Siempre estaré con las palabras de George Bernard Shaw: hasta no extirpar el patriotismo de la faz de la Tierra —el nacionalismo es un patriotismo inflamado— no se conseguirá la paz entre la raza humana. O algo parecido.


jueves, 31 de enero de 2019

Sobre el origen del euskera

Sobre el origen del euskera
a propósito del documental:



El formato del documental remeda formatos al uso (sobre todo anglosajones, del National Geographic, etc.) donde se intercala la voz en off junto a imágenes de presunta referencia (unos tipos cortando un árbol en el bosque, la gente paseando por la calle, un bailarín moviéndose al son de txistus y panderos); las entrevistas, con una presentación de cada entrevistado un tanto friki, con la voz del narrador siempre muy solemne se les filma caminando por un parque o por el Campus de su universidad, o en pose interesantona mirando pasar un río con actitud de Tales de Mileto; luego, su rostro en primer plano mirando al infinito (gestos entre beatíficos y aturdidos, con una sonrisa enajenada) con el rótulo abajo y, después, finalmente la entrevista, preferentemente doblada al español, como si no hubieran podido entrevistar en castellano a muchas de las lumbreras filológicas euskaldunas. En fin, dejando aparte el móvil escondido detrás de un documental presentado como aséptico; comento lo que me parece en sentido más filológico.

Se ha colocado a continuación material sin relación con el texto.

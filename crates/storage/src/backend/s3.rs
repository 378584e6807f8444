//! S3-compatible storage backend.
//!
//! Works against AWS S3 and S3-compatible services (MinIO, Backblaze B2,
//! Tigris). Credentials are provided explicitly via the configuration file.

use crate::{
    ObjectInfo, StorageBackend,
    backend::ObjectInfoStream,
    error::{ErrorKind, Result},
    validate_path,
};
use async_stream::stream;
use async_trait::async_trait;
use aws_sdk_s3::{
    Client,
    config::{BehaviorVersion, Credentials, Region, retry::RetryConfig},
    operation::create_bucket::CreateBucketError,
    primitives::{ByteStream, DateTime},
    types::{BucketLocationConstraint, CreateBucketConfiguration},
};
use exn::{OptionExt, ResultExt};
use std::path::{Path, PathBuf};
use std::sync::Arc;
use time::OffsetDateTime;
use tokio::sync::{OwnedSemaphorePermit, Semaphore};

/// Generous default for concurrent S3 requests.
const DEFAULT_CONCURRENT_REQUESTS: usize = 100;
/// Region that must not be sent as a location constraint.
const DEFAULT_REGION: &str = "us-east-1";

/// S3-compatible storage backend.
///
/// Stores objects in one bucket, optionally under a key prefix. The bucket is
/// the container: [`ensure_container()`](StorageBackend::ensure_container)
/// creates it when missing.
///
/// # Examples
///
/// ```no_run
/// use souvenir_storage::backend::S3Backend;
///
/// # async fn example() -> Result<(), Box<dyn std::error::Error>> {
/// let backend = S3Backend::new(
///     "minio",
///     "tchat-souvenir-books",
///     None,
///     "us-east-1",
///     Some("http://localhost:9000".to_string()),
///     "minioadmin",
///     "minioadmin",
/// ).await?;
/// # Ok(())
/// # }
/// ```
#[derive(Debug, Clone)]
pub struct S3Backend {
    name: String,
    client: Client,
    bucket: String,
    prefix: Option<String>,
    region: String,
    endpoint: Option<String>,
    /// Rate limiter for concurrent S3 requests.
    rate_limiter: Arc<Semaphore>,
}

impl S3Backend {
    /// Create a new S3 storage backend.
    ///
    /// # Arguments
    /// * `name` - A name for this backend (used in logging)
    /// * `bucket` - S3 bucket name
    /// * `prefix` - Optional key prefix (acts as virtual directory)
    /// * `region` - AWS region or provider-specific region
    /// * `endpoint` - Custom endpoint URL for S3-compatible services
    /// * `key_id` - Access key ID
    /// * `key_secret` - Secret access key
    pub async fn new(
        name: impl Into<String>,
        bucket: impl Into<String>,
        prefix: Option<String>,
        region: impl Into<String>,
        endpoint: Option<impl Into<String>>,
        key_id: impl Into<String>,
        key_secret: impl Into<String>,
    ) -> Result<Self> {
        let prefix = prefix
            .map(validate_path)
            .transpose()?
            .map(|p| p.to_str().map(|s| s.to_string()).ok_or_raise(|| ErrorKind::InvalidPath(p)))
            .transpose()?;
        let region = region.into();
        let endpoint = endpoint.map(Into::into);
        let credentials = Credentials::new(key_id, key_secret, None, None, "souvenir-config");
        let mut config_builder = aws_sdk_s3::Config::builder()
            .behavior_version(BehaviorVersion::latest())
            .credentials_provider(credentials)
            .region(Region::new(region.clone()))
            // 1 initial attempt + 3 retries with exponential backoff
            .retry_config(RetryConfig::standard().with_max_attempts(4))
            // Path-style addressing for S3-compatible services (MinIO, etc.)
            .force_path_style(true);
        if let Some(endpoint_url) = &endpoint {
            config_builder = config_builder.endpoint_url(endpoint_url);
        }
        Ok(Self {
            name: name.into(),
            client: Client::from_conf(config_builder.build()),
            bucket: bucket.into(),
            prefix,
            region,
            endpoint,
            rate_limiter: Arc::new(Semaphore::new(DEFAULT_CONCURRENT_REQUESTS)),
        })
    }

    /// Construct the full S3 key from a relative path.
    fn full_key(&self, path: &Path) -> Result<String> {
        join_key(self.prefix.as_deref(), path)
    }

    /// Strip the configured prefix from an S3 key to get relative path.
    fn relative_path(&self, key: &str) -> Result<PathBuf> {
        validate_path(strip_key_prefix(self.prefix.as_deref(), key))
    }

    async fn acquire_permit(&self) -> Result<OwnedSemaphorePermit> {
        self.rate_limiter
            .clone()
            .acquire_owned()
            .await
            .or_raise(|| ErrorKind::BackendError("S3 rate limiter closed".to_string()))
    }

    fn parse_datetime(dt: &DateTime) -> Result<OffsetDateTime> {
        OffsetDateTime::from_unix_timestamp_nanos(dt.as_nanos())
            .or_raise(|| ErrorKind::BackendError("S3 datetime out of range".to_string()))
    }

    fn network(&self, operation: &str) -> ErrorKind {
        ErrorKind::Network(format!("S3 {operation} on bucket `{}` failed", self.bucket))
    }
}

fn join_key(prefix: Option<&str>, path: &Path) -> Result<String> {
    let validated = validate_path(path)?;
    let path_str = validated.to_str().ok_or_raise(|| ErrorKind::InvalidPath(validated.clone()))?;
    Ok(match prefix {
        Some(prefix) => format!("{}/{}", prefix.trim_end_matches('/'), path_str),
        None => path_str.to_string(),
    })
}

fn strip_key_prefix<'k>(prefix: Option<&str>, key: &'k str) -> &'k str {
    match prefix {
        Some(prefix) => {
            let prefix_normalized = prefix.trim_end_matches('/');
            key.strip_prefix(prefix_normalized).and_then(|s| s.strip_prefix('/')).unwrap_or(key)
        },
        None => key,
    }
}

/// Resolve a CreateBucket rejection caused by the name being taken.
///
/// Only a bucket we already own is usable. A name held by another account
/// is an error: nothing we write there would be ours. Returns `None` for
/// unrelated failures.
fn create_bucket_conflict(bucket: &str, err: &CreateBucketError) -> Option<Result<()>> {
    if err.is_bucket_already_owned_by_you() {
        tracing::debug!(bucket, "Bucket was created concurrently");
        Some(Ok(()))
    } else if err.is_bucket_already_exists() {
        tracing::error!(bucket, "Bucket name is owned by another account");
        Some(Err(exn::Exn::from(ErrorKind::PermissionDenied(PathBuf::from(bucket)))))
    } else {
        None
    }
}

#[async_trait]
impl StorageBackend for S3Backend {
    fn name(&self) -> &str {
        &self.name
    }

    async fn ensure_container(&self) -> Result<()> {
        let _permit = self.acquire_permit().await?;
        match self.client.head_bucket().bucket(&self.bucket).send().await {
            Ok(_) => return Ok(()),
            Err(err) if err.as_service_error().is_some_and(|e| e.is_not_found()) => {},
            Err(err) => return Err(err).or_raise(|| self.network("HeadBucket")),
        }
        let mut request = self.client.create_bucket().bucket(&self.bucket);
        if self.region != DEFAULT_REGION {
            let constraint = BucketLocationConstraint::from(self.region.as_str());
            request = request
                .create_bucket_configuration(CreateBucketConfiguration::builder().location_constraint(constraint).build());
        }
        match request.send().await {
            Ok(_) => {
                tracing::info!(bucket = %self.bucket, "Created bucket");
                Ok(())
            },
            Err(err) => {
                let conflict = err.as_service_error().and_then(|e| create_bucket_conflict(&self.bucket, e));
                match conflict {
                    Some(outcome) => outcome,
                    None => Err(err).or_raise(|| self.network("CreateBucket")),
                }
            },
        }
    }

    fn list_stream<'a>(&'a self, prefix: Option<&'a Path>) -> ObjectInfoStream<'a> {
        let key_prefix = match prefix.map(|p| self.full_key(p)).transpose() {
            // Component-based matching, like the local backend.
            Ok(pfx) => pfx.map(|p| format!("{p}/")),
            Err(e) => return Box::pin(futures::stream::once(async { Err(e) })),
        };
        let key_prefix = key_prefix.or_else(|| self.prefix.as_ref().map(|p| format!("{}/", p.trim_end_matches('/'))));

        Box::pin(stream! {
            let mut pages = self
                .client
                .list_objects_v2()
                .bucket(&self.bucket)
                .set_prefix(key_prefix)
                .into_paginator()
                .send();
            while let Some(page) = pages.next().await {
                let page = match page.or_raise(|| self.network("ListObjectsV2")) {
                    Ok(page) => page,
                    Err(e) => {
                        yield Err(e);
                        return;
                    },
                };
                for object in page.contents() {
                    let Some(key) = object.key() else { continue };
                    let info = self.relative_path(key).and_then(|path| {
                        let modified = match object.last_modified() {
                            Some(dt) => Self::parse_datetime(dt)?,
                            None => OffsetDateTime::UNIX_EPOCH,
                        };
                        let size = u64::try_from(object.size().unwrap_or_default()).unwrap_or_default();
                        Ok(ObjectInfo::new(path, size, modified))
                    });
                    yield info;
                }
            }
        })
    }

    async fn exists(&self, path: &Path) -> Result<bool> {
        let key = self.full_key(path)?;
        let _permit = self.acquire_permit().await?;
        match self.client.head_object().bucket(&self.bucket).key(&key).send().await {
            Ok(_) => Ok(true),
            Err(err) if err.as_service_error().is_some_and(|e| e.is_not_found()) => Ok(false),
            Err(err) => Err(err).or_raise(|| self.network("HeadObject")),
        }
    }

    async fn read(&self, path: &Path) -> Result<Vec<u8>> {
        let key = self.full_key(path)?;
        let _permit = self.acquire_permit().await?;
        let output = match self.client.get_object().bucket(&self.bucket).key(&key).send().await {
            Ok(output) => output,
            Err(err) if err.as_service_error().is_some_and(|e| e.is_no_such_key()) => {
                exn::bail!(ErrorKind::NotFound(path.to_path_buf()))
            },
            Err(err) => return Err(err).or_raise(|| self.network("GetObject")),
        };
        let body = output.body.collect().await.or_raise(|| self.network("GetObject body"))?;
        Ok(body.into_bytes().to_vec())
    }

    async fn write(&self, path: &Path, data: &[u8], content_type: &str) -> Result<()> {
        let key = self.full_key(path)?;
        let _permit = self.acquire_permit().await?;
        self.client
            .put_object()
            .bucket(&self.bucket)
            .key(&key)
            .content_type(content_type)
            .body(ByteStream::from(data.to_vec()))
            .send()
            .await
            .or_raise(|| self.network("PutObject"))?;
        Ok(())
    }

    async fn delete(&self, path: &Path) -> Result<()> {
        let key = self.full_key(path)?;
        let _permit = self.acquire_permit().await?;
        // S3 deletes are idempotent: missing keys succeed.
        self.client
            .delete_object()
            .bucket(&self.bucket)
            .key(&key)
            .send()
            .await
            .or_raise(|| self.network("DeleteObject"))?;
        Ok(())
    }

    async fn stat(&self, path: &Path) -> Result<ObjectInfo> {
        let key = self.full_key(path)?;
        let _permit = self.acquire_permit().await?;
        let output = match self.client.head_object().bucket(&self.bucket).key(&key).send().await {
            Ok(output) => output,
            Err(err) if err.as_service_error().is_some_and(|e| e.is_not_found()) => {
                exn::bail!(ErrorKind::NotFound(path.to_path_buf()))
            },
            Err(err) => return Err(err).or_raise(|| self.network("HeadObject")),
        };
        let modified = match output.last_modified() {
            Some(dt) => Self::parse_datetime(dt)?,
            None => OffsetDateTime::UNIX_EPOCH,
        };
        let size = u64::try_from(output.content_length().unwrap_or_default()).unwrap_or_default();
        let info = ObjectInfo::new(validate_path(path)?, size, modified);
        Ok(match output.content_type() {
            Some(content_type) => info.with_content_type(content_type),
            None => info,
        })
    }

    fn url(&self, path: &Path) -> Result<String> {
        let key = self.full_key(path)?;
        Ok(match &self.endpoint {
            Some(endpoint) => format!("{}/{}/{key}", endpoint.trim_end_matches('/'), self.bucket),
            None => format!("s3://{}/{key}", self.bucket),
        })
    }
}

#[cfg(test)]
mod tests {
    use super::*;
    use aws_sdk_s3::error::ErrorMetadata;
    use aws_sdk_s3::types::error::{BucketAlreadyExists, BucketAlreadyOwnedByYou};
    use rstest::rstest;

    #[rstest]
    #[case(None, "books/user/BOOK-1", "books/user/BOOK-1")]
    #[case(Some("souvenir"), "books/user/BOOK-1", "souvenir/books/user/BOOK-1")]
    #[case(Some("souvenir/"), "books/user/BOOK-1", "souvenir/books/user/BOOK-1")]
    fn test_join_key(#[case] prefix: Option<&str>, #[case] path: &str, #[case] expected: &str) {
        assert_eq!(join_key(prefix, Path::new(path)).unwrap(), expected);
    }

    #[test]
    fn test_join_key_rejects_traversal() {
        assert!(join_key(None, Path::new("../books")).is_err());
    }

    #[rstest]
    #[case(None, "books/user/BOOK-1", "books/user/BOOK-1")]
    #[case(Some("souvenir"), "souvenir/books/user/BOOK-1", "books/user/BOOK-1")]
    #[case(Some("souvenir/"), "souvenir/books/user/BOOK-1", "books/user/BOOK-1")]
    fn test_strip_key_prefix(#[case] prefix: Option<&str>, #[case] key: &str, #[case] expected: &str) {
        assert_eq!(strip_key_prefix(prefix, key), expected);
    }

    #[test]
    fn test_bucket_owned_by_us_is_usable() {
        let err = CreateBucketError::BucketAlreadyOwnedByYou(BucketAlreadyOwnedByYou::builder().build());
        assert!(matches!(create_bucket_conflict("souvenir", &err), Some(Ok(()))));
    }

    #[test]
    fn test_bucket_owned_by_someone_else_is_rejected() {
        let err = CreateBucketError::BucketAlreadyExists(BucketAlreadyExists::builder().build());
        let Some(Err(err)) = create_bucket_conflict("souvenir", &err) else {
            panic!("foreign bucket was accepted");
        };
        assert!(matches!(&*err, ErrorKind::PermissionDenied(bucket) if bucket == Path::new("souvenir")));
        assert!(!err.is_retryable());
    }

    #[test]
    fn test_other_create_failures_are_left_alone() {
        let err = CreateBucketError::generic(ErrorMetadata::builder().code("AccessDenied").build());
        assert!(create_bucket_conflict("souvenir", &err).is_none());
    }
}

La primera contradicción es que en el narrador prevalece explícitamente un intento por desmitificar el origen del euskera, pero la dirección de la narrativa hace exactamente lo contrario, profundizar en esa especie de carácter misterioso, arcano, ancestral, mítico. De los presuntos lingüistas que aparecen, Ribero Meneses dice que el euskara y el caló son las lenguas más próximas a la lengua humana original, primigenia; produce mucha risa. La idea de la lengua original es una tontería sin fundamento simétrica a la del pecado original. Este hombre sería al estudio de la lengua lo mismo que un testigo de Jehová a la exégesis de los textos bíblicos. Es una tesis anclada en una concepción lingüística del pasado. Ni Tolkien se habría atrevido ficcionar algo así. No existe tal cosa. Su aseveración categórica de que los fonemas más antiguos de la humanidad en el nacimiento de la lengua (nada más ni nada menos) son /ba/, /za/ y /ga/ es algo completamente fabulesco («esos tres», remacha simpáticamente, «y después vinieron todos los demás», ¡atención, «todos»! Suena realmente científico).Y lo que dice de la evolución de la palabra biza, como origen etimológico del latín vita es desopilante, con esa conclusión donde mezcla la evolución fonética con lo meramente fonológico (esto es, manifestación escrita de la entidad sonora —fonética—): «y luego cambiaron la /b/ por la /v/», concluye y se queda tan ancho. Es de sobra conocido que el latín procede del euskera; ah, no, que es que era la lengua de las cavernas y después ya vino todo lo demás. A excepción del caló, que debió de ser la lengua de los Neanderthales de la cueva de al lado. Este R. Meneses, con su venerable rostro druídico, es el Anacleto de la filología.
Otro lingüista más juicioso, creo que de la Universidad de Gales, Sims-Williams, dice más adelante con razón todo lo contrario: que no se puede hablar exactamente de que una lengua sea más antigua que otra. Son una serie de superposiciones cuya antigüedad reside en los sucesivos superestratos, sustratos y adstratos de los que se va alimentando; a excepción del esperanto o de idiomas técnicos creados exprofeso. Me pareció muy correcto lo que dijo. También me parece muy correcto lo que dice Javier de la Hoz, de la Universidad Complutense y cómo le enmienda la plana al lingüista alemán Vennemann y sus ridículas pruebas para emparentar el euskera con las antiguas lenguas de Europa, basando sus conjeturas en las raíces monosilábicas de la hidronimia. La coincidencia fónica es muy fácil de encontrar cuando se analiza una única sílaba. Esto nos permitiría establecer erróneas familiaridades entre lenguas separadas y sin ningún parentesco factible.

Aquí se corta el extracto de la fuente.